» **WHAT IS EXPECTED**: Copy each line of the data that has "impl" in it.

» **DATA PROVIDED**:
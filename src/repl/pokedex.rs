//! Caught Pokemon table

use std::collections::BTreeMap;

use crate::models::Pokemon;

/// Pokemon caught during this session, keyed and listed by name.
#[derive(Debug, Default)]
pub struct Pokedex {
    caught: BTreeMap<String, Pokemon>,
}

impl Pokedex {
    pub fn new() -> Self {
        Self::default()
    }

    /// Records a catch; catching the same Pokemon again replaces the record.
    pub fn insert(&mut self, pokemon: Pokemon) {
        self.caught.insert(pokemon.name.clone(), pokemon);
    }

    pub fn get(&self, name: &str) -> Option<&Pokemon> {
        self.caught.get(name)
    }

    /// Names in alphabetical order.
    pub fn names(&self) -> impl Iterator<Item = &str> {
        self.caught.keys().map(String::as_str)
    }

    pub fn len(&self) -> usize {
        self.caught.len()
    }

    pub fn is_empty(&self) -> bool {
        self.caught.is_empty()
    }
}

» **EXPECTED OUTPUT**:
impl Pokedex {
    pub fn names(&self) -> impl Iterator<Item = &str> {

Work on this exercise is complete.